Как мы помним, Николай Гартман и Роман Ингарден, хорошо понимая суть проблемы «формы и содержания», ввели в эстетику понятие «эстетического предмета», некоего идеального продукта деятельности сознания, возникшего на основе восприятия эстетического объекта[73]. Ингарден предлагал даже именно его и считать подлинным произведением искусства, а то, что мы традиционно называем произведением искусства, понимать лишь как его «бытийную основу». Об этом мы уже, по-моему, как-то говорили в нашей переписке. Я в своей «Эстетике» ввел, опираясь на понятие эстетического предмета феноменологов, все-таки более привычные для русской эстетической традиции понятия художественного образа и художественного символа в своем осмыслении, развивающие понимание художественного содержания. Указав выше на определенное (почти) тождество понятий «художественное содержание», «художественная форма» и «форма-содержание», я хочу теперь показать и их некоторое смысловое различие. Будучи тождественными в том плане, что все они работают на художественность произведения искусства и даже являют ее нашему эстетическому сознанию, они различаются тем, что первые два обозначают разные уровни третьего, как наиболее общего обозначения. Поэтому в некоторых случаях имеет смысл говорить и о художественном содержании как о более духовных уровнях формы-содержания, реализующихся в духовном мире субъекта, и о художественной форме как уровнях формы-содержания, в какой-то мере локализованных в самом материально данном произведении искусства и частично поддающихся вербальному описанию.

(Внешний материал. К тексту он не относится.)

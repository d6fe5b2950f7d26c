//! Post excerpts
//!
//! A blurb is a window of the post body around the first word that starts
//! with a searched term. Whitespace runs collapse to single spaces and the
//! whole excerpt, ellipses included, never exceeds the configured length.

use unicode_segmentation::UnicodeSegmentation;

const ELLIPSIS: &str = "...";

/// Build an excerpt of at most `max_len` characters
///
/// # Example
///
/// ```
/// use agora_search::blurb::blurb;
///
/// let text = "Crack the eggs into a bowl and whisk until smooth";
/// assert_eq!(blurb(text, &["whisk".to_string()], 100), text);
/// assert!(blurb(text, &["whisk".to_string()], 20).contains("whisk"));
/// ```
pub fn blurb(raw: &str, terms: &[String], max_len: usize) -> String {
    let text = raw.split_whitespace().collect::<Vec<_>>().join(" ");
    let chars: Vec<char> = text.chars().collect();
    if chars.len() <= max_len {
        return text;
    }
    if max_len <= 2 * ELLIPSIS.len() {
        return chars[..max_len].iter().collect();
    }

    let window = max_len - 2 * ELLIPSIS.len();
    let anchor = first_match(&text, terms).unwrap_or(0);
    let start = anchor
        .saturating_sub(window / 3)
        .min(chars.len() - window);
    let end = start + window;

    let mut out = String::with_capacity(max_len * 4);
    if start > 0 {
        out.push_str(ELLIPSIS);
    }
    out.extend(&chars[start..end]);
    if end < chars.len() {
        out.push_str(ELLIPSIS);
    }
    out
}

/// Char offset of the first word starting with any term
fn first_match(text: &str, terms: &[String]) -> Option<usize> {
    let terms: Vec<String> = terms
        .iter()
        .map(|t| t.to_lowercase())
        .filter(|t| !t.is_empty())
        .collect();
    if terms.is_empty() {
        return None;
    }
    text.unicode_word_indices()
        .find(|(_, word)| {
            let word = word.to_lowercase();
            terms.iter().any(|t| word.starts_with(t.as_str()))
        })
        .map(|(byte, _)| text[..byte].chars().count())
}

Поэтому, размышляя о художественном содержании, я и ввел понятия художественного образа и художественного символа, о которых мы уже неоднократно говорили[74]. Это то мощное духовно-эмоциональное, не поддающееся словесному описанию поле, которое возникает во внутреннем мире субъекта восприятия в момент контакта с произведением искусства, нередко переживается им как прорыв в какую-то неведомую ему дотоле реальность высшего уровня, сопровождающийся сильным духовным наслаждением, неописуемой радостью. Для каждого произведения искусства оно предельно конкретно и в то же время относительно субъективно, ибо во многом зависит от личности реципиента и конкретной ситуации восприятия. Художественное содержание — это та невербализуемая «истина» бытия (по Хайдеггеру), которая существует и открывается только в данном произведении, то «приращение» бытия (по Гадамеру), которое осуществляется здесь и сейчас (в момент восприятия) и о нем ничего нельзя сказать вразумительного на формально-логическом уровне; наконец, тот дух произведения искусства, о котором писал Адорно.

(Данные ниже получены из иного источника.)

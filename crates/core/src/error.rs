//! Error types for the search engine
//!
//! This module defines every error a caller of the engine can observe.
//! We use `thiserror` for automatic `Display` and `Error` trait implementations.
//!
//! An invalid query (too short, nothing left after filter extraction) is NOT
//! an error: it is reported through an empty, flagged `ResultSet`.

use thiserror::Error;

/// Result type alias for search operations
pub type Result<T> = std::result::Result<T, SearchError>;

/// Error types for the search engine
#[derive(Debug, Clone, PartialEq, Eq, Error)]
pub enum SearchError {
    /// The caller asked for a scope it has no right to
    ///
    /// Raised for anonymous private-message searches and for non-staff
    /// requests against another user's messages. Always surfaced.
    #[error("Access denied: {reason}")]
    AccessDenied {
        /// What was refused
        reason: String,
    },

    /// The full-text index is unavailable or failed the request
    #[error("Index unavailable: {reason}")]
    IndexUnavailable {
        /// Upstream failure description
        reason: String,
    },

    /// The query exceeded the configured wall-time budget
    #[error("Search timed out after {elapsed_ms}ms (budget {budget_ms}ms)")]
    Timeout {
        /// Time spent before giving up
        elapsed_ms: u64,
        /// Configured budget
        budget_ms: u64,
    },

    /// Configuration could not be read or is inconsistent
    #[error("Invalid configuration: {reason}")]
    InvalidConfig {
        /// What is wrong
        reason: String,
    },

    /// A referenced entity does not exist
    #[error("Not found: {entity}")]
    NotFound {
        /// Entity description
        entity: String,
    },
}

impl SearchError {
    /// Create an access denied error
    pub fn access_denied(reason: impl Into<String>) -> Self {
        SearchError::AccessDenied {
            reason: reason.into(),
        }
    }

    /// Create an index unavailable error
    pub fn index_unavailable(reason: impl Into<String>) -> Self {
        SearchError::IndexUnavailable {
            reason: reason.into(),
        }
    }

    /// Create an invalid configuration error
    pub fn invalid_config(reason: impl Into<String>) -> Self {
        SearchError::InvalidConfig {
            reason: reason.into(),
        }
    }

    /// Create a not found error
    pub fn not_found(entity: impl Into<String>) -> Self {
        SearchError::NotFound {
            entity: entity.into(),
        }
    }

    /// Check if this error indicates a transient failure that could be retried
    ///
    /// Only upstream index failures qualify. Timeouts already consumed the
    /// whole budget and access decisions never change on retry.
    pub fn is_retriable(&self) -> bool {
        matches!(self, SearchError::IndexUnavailable { .. })
    }

    /// Check if this is an access denial
    pub fn is_access_denied(&self) -> bool {
        matches!(self, SearchError::AccessDenied { .. })
    }
}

Ряд философов и эстетиков употребляют понятие «истина произведения» в смысле, близком к тому, который я усматриваю в понятии художественного содержания. При этом не следует забывать, что категории «истина» и «содержание» пришли в эстетику из философии, и именно поэтому их эстетический смысл часто отождествляется с гносеологическим, что в принципе некорректно для эстетики и часто вводит в заблуждение. Если речь идет об истине и содержании, то понятно, что в конечном счете имеются в виду какие-то «знание» и «по-знание». И искусство нередко сводят к специфической форме познавательной деятельности[75]. Это и допустимо, и недопустимо одновременно. Здесь выявляется одна из сущностных антиномий искусства. Описанный выше процесс актуализации художественного содержания и шире — формы-содержания может быть понят в каком-то смысле и как приращение знания. Однако это такое специфическое знание, точнее — бытие-знание, которое практически не имеет ничего общего с другими формами знания: ни с научным, ни с философским, ни с религиозным, ни с историческим. Это художественно-эстетическое знание (если уж кто-то не может отказаться от этого понятия), реализующееся в пространстве «произведение-реципиент» (в художественном пространстве[76]) и не поддающееся никакой иной формализации, кроме той, в которой оно существует, т. е. принципиально неописуемо.

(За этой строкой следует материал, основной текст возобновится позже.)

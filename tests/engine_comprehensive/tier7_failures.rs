//! Tier 7: Failures and Configuration
//!
//! An unavailable index surfaces as a retriable error; configuration
//! problems surface as `InvalidConfig` before any search runs.

use super::test_utils::*;
use agora::{
    Catalog, Identity, InvertedIndex, SearchConfig, SearchEngine, SearchError, SearchOptions,
    TypeFilter,
};
use std::fs;
use std::sync::Arc;
use tempfile::TempDir;

fn forum() -> Forum {
    let forum = Forum::new();
    forum.topic(1, "Waffle irons", "cast iron waffles", 0);
    forum
}

// ============================================================================
// Index availability
// ============================================================================

#[test]
fn test_tier7_disabled_index_is_unavailable() {
    let forum = forum();
    let index = Arc::new(InvertedIndex::new());
    let engine = SearchEngine::new(forum.catalog.clone(), index.clone(), SearchConfig::default());
    engine.indexer().rebuild().unwrap();

    index.disable();
    let err = engine
        .execute("waffles", &topic_search(Identity::Anonymous))
        .unwrap_err();
    assert!(matches!(err, SearchError::IndexUnavailable { .. }));
    assert!(err.is_retriable());

    index.enable();
    let results = engine
        .execute("waffles", &topic_search(Identity::Anonymous))
        .unwrap();
    assert_eq!(topic_ids(&results), vec![1]);
}

#[test]
fn test_tier7_invalid_query_never_reaches_index() {
    let forum = forum();
    let index = Arc::new(InvertedIndex::new());
    let engine = SearchEngine::new(forum.catalog.clone(), index.clone(), SearchConfig::default());
    index.disable();

    let results = engine
        .execute("wa", &topic_search(Identity::Anonymous))
        .unwrap();
    assert!(results.invalid);
}

#[test]
fn test_tier7_errors_are_not_cached() {
    let forum = forum();
    let index = Arc::new(InvertedIndex::new());
    let engine = SearchEngine::new(forum.catalog.clone(), index.clone(), SearchConfig::default());
    engine.indexer().rebuild().unwrap();
    let options = SearchOptions::new().with_type_filter(TypeFilter::Topic);

    index.disable();
    assert!(engine.execute("waffles", &options).is_err());
    index.enable();
    let results = engine.execute("waffles", &options).unwrap();
    assert!(!results.stats.cached);
    assert_eq!(topic_ids(&results), vec![1]);
}

// ============================================================================
// Configuration
// ============================================================================

fn open(dir: &TempDir) -> Result<SearchEngine, SearchError> {
    SearchEngine::open(
        Arc::new(Catalog::new()),
        Arc::new(InvertedIndex::new()),
        dir.path(),
    )
}

#[test]
fn test_tier7_open_writes_defaults() {
    let dir = TempDir::new().unwrap();
    let engine = open(&dir).unwrap();
    assert_eq!(engine.config(), &SearchConfig::default());
    assert!(dir.path().join("search.toml").exists());
}

#[test]
fn test_tier7_open_reads_partial_file() {
    let dir = TempDir::new().unwrap();
    fs::write(
        dir.path().join("search.toml"),
        "[query]\nper_page = 7\nbase_url = \"https://forum.example.com\"\n",
    )
    .unwrap();
    let engine = open(&dir).unwrap();
    assert_eq!(engine.config().query.per_page, 7);
    assert_eq!(engine.config().query.min_search_term_length, 3);
    assert_eq!(
        engine.config().query.base_url.as_deref(),
        Some("https://forum.example.com")
    );
}

#[test]
fn test_tier7_open_rejects_invalid_values() {
    let cases = [
        "[query]\nper_page = 0\n",
        "[ranking]\nbm25_b = 1.5\n",
        "[ranking]\ntitle_weight = -1.0\n",
        "[execution]\nindex_retry_attempts = 0\n",
        "[query]\nbase_url = \"forum.example.com\"\n",
        "[query\nper_page = ",
    ];
    for content in cases {
        let dir = TempDir::new().unwrap();
        fs::write(dir.path().join("search.toml"), content).unwrap();
        let err = open(&dir).err().unwrap();
        assert!(
            matches!(err, SearchError::InvalidConfig { .. }),
            "{:?} should be rejected",
            content
        );
    }
}

#[test]
fn test_tier7_saved_config_reopens() {
    let dir = TempDir::new().unwrap();
    let config = SearchConfig::default()
        .with_per_page(9)
        .with_min_search_term_length(4);
    config
        .write_to_file(&dir.path().join("search.toml"))
        .unwrap();
    assert_eq!(open(&dir).unwrap().config(), &config);
}
//! Core types for the Agora forum search engine
//!
//! This crate defines the foundational types used throughout the system:
//! - Identifiers: PostId, TopicId, UserId, CategoryId, TagId, GroupId, BadgeId
//! - Entities: Post, Topic, User, Category, Tag, Group, Badge
//! - Contract types: EntityRef, EntityKind
//! - Identity: who is searching
//! - Search types: SearchOptions, TypeFilter, SearchContext, RankedCandidate, ResultSet
//! - Error: the error taxonomy observable by callers

#![warn(missing_docs)]
#![warn(clippy::all)]

pub mod contract;
pub mod entities;
pub mod error;
pub mod identity;
pub mod search_types;
pub mod types;

pub use contract::{EntityKind, EntityRef};
pub use entities::{
    Archetype, Badge, Category, CategoryPermission, Group, GroupVisibility, NotificationLevel,
    PermissionType, Post, PostType, SearchPriority, Tag, Topic, TopicUserState, User,
};
pub use error::{Result, SearchError};
pub use identity::Identity;
pub use search_types::{
    Locale, RankedCandidate, ResultSet, SearchContext, SearchOptions, SearchStats, TypeFilter,
};
pub use types::{BadgeId, CategoryId, GroupId, PostId, TagId, TopicId, UserId};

Исходя из всего сказанного, можно заключить, что художественное содержание, ради которого собственно и создается подлинное произведение искусства, — эта та глубинная сущностная часть произведения искусства, те внутренние уровни формы-содержания, о которых в идеале, т. е. на метафизическом уровне, можно сказать только одно: это событие явления неописуемой реальности полноты бытия в сознании реципиента в момент активного созерцания произведения, которая переживается им именно как реальность, притом более высокого уровня, чем окружающая его чувственно воспринимаемая реальность.